# Gunshy



## ShaneD (Nov 19, 2015)

Anyone have any experience with their V being gunshy?
Our guy is 10 months old and even a small capgun frightens him. He has not been exposed to gunfire yet. Just lots of normal noise from 4yr and 6yr old boys in our home.


----------



## organicthoughts (Oct 9, 2012)

Has he been exposed to birds or areas where his prey drive can be ignited?


----------



## browndogbrownguy (Nov 10, 2015)

Mine has always been confident dog but, was gun shy when his exposure to hunting and birds was zero. He would run back to you and try to hide between your legs. That all changed when he turned 18 months and he got exposed to birds, he started associating gun shots to birds.
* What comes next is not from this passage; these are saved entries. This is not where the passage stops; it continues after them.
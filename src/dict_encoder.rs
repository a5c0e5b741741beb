use anyhow::{bail, Context, Result};
use clap::{Arg, Command};
use std::fs::{self, File};
use std::io::{BufRead, BufReader};
use tracing_subscriber::EnvFilter;
use yue_annotator::{encoder, loader, Trie};

fn main() -> Result<()> {
    tracing_subscriber::fmt()
        .with_env_filter(
            EnvFilter::try_from_default_env().unwrap_or_else(|_| EnvFilter::new("warn")),
        )
        .with_writer(std::io::stderr)
        .init();

    let matches = Command::new("dict-encoder")
        .version(env!("CARGO_PKG_VERSION"))
        .about("Encode a key/reading TSV into the compact Jyutping dictionary format")
        .arg(
            Arg::new("input")
                .short('i')
                .long("input")
                .value_name("TSV")
                .default_value("data/jyutping.tsv")
                .help("Lines of `key<TAB>reading`; the first reading per key is preferred"),
        )
        .arg(
            Arg::new("output")
                .short('o')
                .long("output")
                .value_name("PATH")
                .default_value("data/jyutping.txt")
                .help("Where to write the compact dictionary"),
        )
        .get_matches();

    let input = matches
        .get_one::<String>("input")
        .context("missing --input")?;
    let output = matches
        .get_one::<String>("output")
        .context("missing --output")?;

    println!("Dictionary Encoder - Creating compact dictionary");
    println!("Loading {input}...");

    let file = File::open(input).with_context(|| format!("Failed to open {input}"))?;
    let trie = read_entries(BufReader::new(file))
        .with_context(|| format!("Failed to read entries from {input}"))?;

    println!("Encoding {} entries...", trie.entry_count());
    let encoded = encoder::serialize(&trie).context("Failed to encode dictionary")?;

    // the loader must see exactly what we built
    let reloaded = loader::parse(&encoded).context("Encoded dictionary does not parse")?;
    if reloaded.entry_count() != trie.entry_count() {
        bail!(
            "Encoded dictionary reloads with {} entries, expected {}",
            reloaded.entry_count(),
            trie.entry_count()
        );
    }

    fs::write(output, &encoded).with_context(|| format!("Failed to write {output}"))?;

    println!("\nEncoding Complete!");
    println!("Statistics:");
    println!("  Keys with readings: {}", trie.entry_count());
    println!("  Trie nodes: {}", trie.len());
    println!("  Maximum key length: {}", trie.max_key_length());
    println!("  Encoded size: {} bytes", encoded.len());
    println!("\nGenerated files:");
    println!("  - {output}");

    Ok(())
}

fn read_entries(reader: impl BufRead) -> Result<Trie> {
    let mut trie = Trie::new();
    for (number, line) in reader.lines().enumerate() {
        let line = line?;
        let line = line.trim_end();
        if line.is_empty() || line.starts_with('#') {
            continue;
        }
        let Some((key, reading)) = line.split_once('\t') else {
            bail!("line {}: expected `key<TAB>reading`", number + 1);
        };
        trie.insert(key, reading.trim());
    }
    Ok(trie)
}
// src/blockchain/eth_client.rs
//! JSON-RPC ledger client for Ethereum-compatible chains.
//!
//! Implements `LedgerClient` on top of an `ethers` HTTP provider:
//! - `eth_blockNumber` / `eth_getBlockByNumber` for scanning
//! - nonce and gas filling, local signing and `eth_sendRawTransaction` for writes
//! - `eth_getTransactionReceipt` for confirmation tracking
//! - `eth_call` for record lookups
//!
//! Node faults are classified into the engine's error taxonomy here, so no
//! other module needs to know about JSON-RPC error shapes.

use crate::blockchain::identity::IdentityProvider;
use crate::blockchain::ledger_client::LedgerClient;
use crate::error::{AnchorError, AnchorResult};
use crate::models::ledger::{Block, InclusionReceipt, TransactionRef};
use async_trait::async_trait;
use ethers::providers::{Http, JsonRpcError, Middleware, Provider, ProviderError, RpcError};
use ethers::signers::Signer;
use ethers_core::types::{
    transaction::eip2718::TypedTransaction, Address, BlockId, BlockNumber, Bytes, TransactionRequest, H256,
    U256, U64,
};
use log::{debug, info};
use std::sync::Arc;
use std::time::Duration;

/// Ledger client speaking Ethereum JSON-RPC over HTTP.
///
/// Holds no state besides the connection and the identity it was given.
/// Without an identity the client is read-only and submissions fail with
/// `AnchorError::Input`.
#[derive(Clone)]
pub struct EthLedgerClient {
    /// JSON-RPC provider
    provider: Arc<Provider<Http>>,
    /// Signer capability, absent for verify-only deployments
    identity: Option<Arc<dyn IdentityProvider>>,
    /// Chain id reported by the node at connect time
    chain_id: u64,
}

impl EthLedgerClient {
    /// Connects to a JSON-RPC endpoint.
    ///
    /// # Arguments
    /// * `rpc_url` - HTTP(S) endpoint of the node
    /// * `identity` - Signer capability, or `None` for read-only use
    /// * `request_timeout` - Upper bound for every single RPC request
    ///
    /// # Errors
    /// - `AnchorError::Input` if the URL is malformed
    /// - `AnchorError::LedgerUnavailable` if the chain id cannot be read
    pub async fn connect(
        rpc_url: &str,
        identity: Option<Arc<dyn IdentityProvider>>,
        request_timeout: Duration,
    ) -> AnchorResult<Self> {
        let url = reqwest::Url::parse(rpc_url)
            .map_err(|e| AnchorError::Input(format!("invalid RPC url {}: {}", rpc_url, e)))?;
        let http_client = reqwest::Client::builder()
            .timeout(request_timeout)
            .build()
            .map_err(|e| AnchorError::Input(format!("cannot build HTTP client: {}", e)))?;
        let provider = Arc::new(Provider::new(Http::new_with_client(url, http_client)));

        let chain_id = provider.get_chainid().await.map_err(unavailable)?.as_u64();
        info!(
            "connected to chain {} at {} ({})",
            chain_id,
            rpc_url,
            identity
                .as_ref()
                .map(|id| format!("signer {:#x}", id.address()))
                .unwrap_or_else(|| "read-only".to_string())
        );

        Ok(Self { provider, identity, chain_id })
    }

    pub fn chain_id(&self) -> u64 {
        self.chain_id
    }

    fn block_id(number: u64) -> BlockId {
        BlockId::Number(BlockNumber::Number(U64::from(number)))
    }
}

#[async_trait]
impl LedgerClient for EthLedgerClient {
    fn signer_address(&self) -> Option<Address> {
        self.identity.as_ref().map(|identity| identity.address())
    }

    async fn current_height(&self) -> AnchorResult<u64> {
        let height = self.provider.get_block_number().await.map_err(unavailable)?;
        Ok(height.as_u64())
    }

    async fn get_block(&self, number: u64, include_transactions: bool) -> AnchorResult<Option<Block>> {
        let id = Self::block_id(number);

        if !include_transactions {
            return match self.provider.get_block(id).await {
                Ok(block) => Ok(block.map(|b| Block {
                    number,
                    timestamp: b.timestamp.low_u64(),
                    transactions: Vec::new(),
                })),
                Err(e) => absent_on_node_error(number, e),
            };
        }

        match self.provider.get_block_with_txs(id).await {
            Ok(Some(block)) => Ok(Some(Block {
                number,
                timestamp: block.timestamp.low_u64(),
                transactions: block
                    .transactions
                    .into_iter()
                    .map(|tx| TransactionRef {
                        hash: tx.hash,
                        block_number: Some(tx.block_number.map(|n| n.as_u64()).unwrap_or(number)),
                        payload: tx.input,
                    })
                    .collect(),
            })),
            Ok(None) => Ok(None),
            Err(e) => absent_on_node_error(number, e),
        }
    }

    async fn submit_transaction(&self, to: Address, data: Bytes, value: U256) -> AnchorResult<TransactionRef> {
        let identity = self
            .identity
            .as_ref()
            .ok_or_else(|| AnchorError::Input("no signer configured; client is read-only".into()))?;
        let from = identity.address();
        let wallet = identity.signer(self.chain_id);

        let nonce = self
            .provider
            .get_transaction_count(from, Some(BlockNumber::Pending.into()))
            .await
            .map_err(unavailable)?;

        let mut tx: TypedTransaction = TransactionRequest::new()
            .from(from)
            .to(to)
            .value(value)
            .data(data.clone())
            .nonce(nonce)
            .chain_id(self.chain_id)
            .into();
        // Gas estimation executes the call, so a doomed write is refused here.
        self.provider.fill_transaction(&mut tx, None).await.map_err(rejected_or_unavailable)?;

        let signature = wallet
            .sign_transaction(&tx)
            .await
            .map_err(|e| AnchorError::SubmissionRejected(format!("signing failed: {}", e)))?;
        let pending = self
            .provider
            .send_raw_transaction(tx.rlp_signed(&signature))
            .await
            .map_err(rejected_or_unavailable)?;

        let hash = pending.tx_hash();
        info!("submitted transaction {:#x} from {:#x} to {:#x}", hash, from, to);
        Ok(TransactionRef::pending(hash, data))
    }

    async fn transaction_receipt(&self, hash: H256) -> AnchorResult<Option<InclusionReceipt>> {
        let receipt = self.provider.get_transaction_receipt(hash).await.map_err(unavailable)?;
        Ok(receipt.and_then(|r| {
            r.block_number.map(|n| InclusionReceipt {
                block_number: n.as_u64(),
                // Pre-Byzantium receipts carry no status; treat them as success.
                success: r.status.map(|s| s.as_u64() == 1).unwrap_or(true),
            })
        }))
    }

    async fn call_read_only(&self, contract: Address, selector: [u8; 4], args: &[u8]) -> AnchorResult<Bytes> {
        let mut calldata = selector.to_vec();
        calldata.extend_from_slice(args);
        let tx: TypedTransaction = TransactionRequest::new().to(contract).data(calldata).into();

        match self.provider.call(&tx, None).await {
            Ok(output) => Ok(output),
            Err(e) => match e.as_error_response() {
                Some(response) if is_revert(response) => Err(AnchorError::CallReverted(response.message.clone())),
                Some(response) => Err(AnchorError::LedgerUnavailable(format!(
                    "eth_call failed ({}): {}",
                    response.code, response.message
                ))),
                None => Err(unavailable(e)),
            },
        }
    }
}

/// Execution reverted: code 3 per EIP-1474 practice, or a node that only says so in text.
fn is_revert(response: &JsonRpcError) -> bool {
    response.code == 3 || response.message.to_ascii_lowercase().contains("revert")
}

fn unavailable(e: ProviderError) -> AnchorError {
    AnchorError::LedgerUnavailable(e.to_string())
}

/// The node answered and refused: a verdict. No answer at all: infrastructure.
fn rejected_or_unavailable(e: ProviderError) -> AnchorError {
    match e.as_error_response() {
        Some(response) => AnchorError::SubmissionRejected(format!("{} (code {})", response.message, response.code)),
        None => unavailable(e),
    }
}

/// Node answers meaning "this block does not exist here": pruned history,
/// a height past the head, or a block not yet propagated.
fn is_missing_block(response: &JsonRpcError) -> bool {
    let message = response.message.to_ascii_lowercase();
    ["header not found", "unknown block", "block not found", "pruned", "missing block"]
        .iter()
        .any(|marker| message.contains(marker))
}

/// A missing block is a gap. Any other error answer (rate limits, internal
/// faults) says nothing about the block and is `LedgerUnavailable`.
fn absent_on_node_error(number: u64, e: ProviderError) -> AnchorResult<Option<Block>> {
    match e.as_error_response() {
        Some(response) if is_missing_block(response) => {
            debug!("block {} unavailable: {}", number, response.message);
            Ok(None)
        }
        Some(response) => Err(AnchorError::LedgerUnavailable(format!(
            "eth_getBlockByNumber({}) failed ({}): {}",
            number, response.code, response.message
        ))),
        None => Err(unavailable(e)),
    }
}

#[cfg(test)]
mod tests {
    use super::*;
    use crate::models::fingerprint::Fingerprint;
    use crate::services::scanner::{ScanOptions, ScanVerifier};
    use mockito::{mock, Matcher};

    fn rpc_mock(method: &str, body: &str) -> mockito::Mock {
        mock("POST", "/")
            .match_body(Matcher::PartialJsonString(format!(r#"{{"method":"{}"}}"#, method)))
            .with_status(200)
            .with_header("content-type", "application/json")
            .with_body(body)
            .create()
    }

    fn block_mock(height: &str, body: &str) -> mockito::Mock {
        mock("POST", "/")
            .match_body(Matcher::PartialJsonString(format!(
                r#"{{"method":"eth_getBlockByNumber","params":["{}"]}}"#,
                height
            )))
            .with_status(200)
            .with_header("content-type", "application/json")
            .with_body(body)
            .create()
    }

    // A single test drives the shared mock server so mocks never overlap.
    #[tokio::test]
    async fn classifies_json_rpc_responses() {
        let _chain = rpc_mock("eth_chainId", r#"{"jsonrpc":"2.0","id":1,"result":"0xaa36a7"}"#);
        let _height = rpc_mock("eth_blockNumber", r#"{"jsonrpc":"2.0","id":1,"result":"0x2a"}"#);
        let _throttled = block_mock(
            "0x2a",
            r#"{"jsonrpc":"2.0","id":1,"error":{"code":-32005,"message":"daily request limit exceeded"}}"#,
        );
        let _beyond_head = block_mock("0x2b", r#"{"jsonrpc":"2.0","id":1,"result":null}"#);
        let _pruned = block_mock(
            "0x29",
            r#"{"jsonrpc":"2.0","id":1,"error":{"code":-32000,"message":"header not found"}}"#,
        );
        let _call = rpc_mock(
            "eth_call",
            r#"{"jsonrpc":"2.0","id":1,"error":{"code":3,"message":"execution reverted: no certificate"}}"#,
        );

        let client = EthLedgerClient::connect(&mockito::server_url(), None, Duration::from_secs(5))
            .await
            .unwrap();
        assert_eq!(client.chain_id(), 11_155_111);
        assert!(client.signer_address().is_none());

        assert_eq!(client.current_height().await.unwrap(), 42);
        assert_eq!(client.get_block(43, true).await.unwrap(), None);
        assert_eq!(client.get_block(41, true).await.unwrap(), None);

        let err = client.get_block(42, true).await.unwrap_err();
        assert!(matches!(err, AnchorError::LedgerUnavailable(ref m) if m.contains("limit exceeded")));

        // A throttled node fails the scan instead of reading as "not anchored".
        let options = ScanOptions {
            window: 10,
            concurrency: 2,
            fetch_retries: 1,
            retry_backoff: Duration::from_millis(1),
            deadline: Duration::from_secs(5),
        };
        let scanner = ScanVerifier::new(Arc::new(client.clone()), options);
        let fp = Fingerprint::parse(&"ab".repeat(32)).unwrap();
        assert!(matches!(scanner.scan(&fp, 1).await, Err(AnchorError::LedgerUnavailable(_))));

        let err = client.call_read_only(Address::zero(), [0, 0, 0, 0], &[]).await.unwrap_err();
        assert!(matches!(err, AnchorError::CallReverted(ref m) if m.contains("no certificate")));

        let err = client
            .submit_transaction(Address::zero(), Bytes::from(vec![1u8]), U256::zero())
            .await
            .unwrap_err();
        assert!(matches!(err, AnchorError::Input(_)));
    }

    #[tokio::test]
    async fn unreachable_node_is_unavailable() {
        // Port 9 (discard) is closed on test hosts; the connection is refused.
        let result = EthLedgerClient::connect("http://127.0.0.1:9", None, Duration::from_millis(500)).await;
        assert!(matches!(result, Err(AnchorError::LedgerUnavailable(_))));
    }

    #[tokio::test]
    async fn malformed_url_is_input_error() {
        let result = EthLedgerClient::connect("not a url", None, Duration::from_secs(1)).await;
        assert!(matches!(result, Err(AnchorError::Input(_))));
    }

    #[test]
    fn revert_detection_accepts_code_or_message() {
        let by_code = JsonRpcError { code: 3, message: "execution error".into(), data: None };
        let by_text = JsonRpcError { code: -32000, message: "VM Exception: revert".into(), data: None };
        let other = JsonRpcError { code: -32000, message: "header not found".into(), data: None };
        assert!(is_revert(&by_code));
        assert!(is_revert(&by_text));
        assert!(!is_revert(&other));
    }

    #[test]
    fn only_absence_messages_are_missing_blocks() {
        let pruned = JsonRpcError { code: -32000, message: "header not found".into(), data: None };
        let unknown = JsonRpcError { code: -32000, message: "Unknown block".into(), data: None };
        let throttled = JsonRpcError { code: -32005, message: "daily request limit exceeded".into(), data: None };
        let internal = JsonRpcError { code: -32603, message: "internal error".into(), data: None };
        let busy = JsonRpcError { code: 429, message: "Too Many Requests".into(), data: None };
        assert!(is_missing_block(&pruned));
        assert!(is_missing_block(&unknown));
        assert!(!is_missing_block(&throttled));
        assert!(!is_missing_block(&internal));
        assert!(!is_missing_block(&busy));
    }
}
Now he`s a beast. Loves to hunt - gets excited with the sight, sound and smell of a gun.

It`s hilarious, when we hike in the woods and he hears a faint gun shot really far away, he gets excited.


----------



## trevor1000 (Sep 20, 2013)

When your boy is eating does he completely focus on his food?
If he does, that's a good time to make some noise. 
Maybe start with the cap gun far enough away so he can just hear it.

Bacchus was first introduced to guns he was around lots of other dogs and birds; we were at a NAVHDA club
Cap pistol at first then, over some time, shotgun from 100 yards or so. 
First time I took him hunting I brought a dead grouse with me, in case I missed hahaha
Anytime a gun went off he got a bird in his mouth.
I can't even say the word hunting now without him losing it.


----------



## texasred (Jan 29, 2012)

Is your dog shy of other loud noises?
I would put the pup on birds without the cap gun at first. Only adding it after he has confidence built up on birds, and in mid chase.


----------



## Pecan_and_BB (Jun 15, 2015)

TR is bang on with the mid-chase. That is what got Pecan over the hump and accustomed to the sound of guns. Once she was already running, she could care less about gun noise, then once done with repetition and she became conditioned in that scenario, it became a non-factor with her everywhere else.

I also started her by banging 2 pieces of 2X4 together to make noise and I made it a game where I would smack the pieces together and if she came up to me to investigate, I'd throw one for her to retrieve. The 2 pieces of 2X4 are easy to control noise level based upon how hard to hit them together, so you can increase the level as you go.


----------



## mlg1900 (Jun 12, 2013)

I agree, birds make all the difference in the world. And I am pretty sure I read alot of good information on these forums about gun introduction when I first started with my puppy 3 years ago. Our trainer has also mentioned that you should never shoot the gun from behind your dog. Always from in front.


----------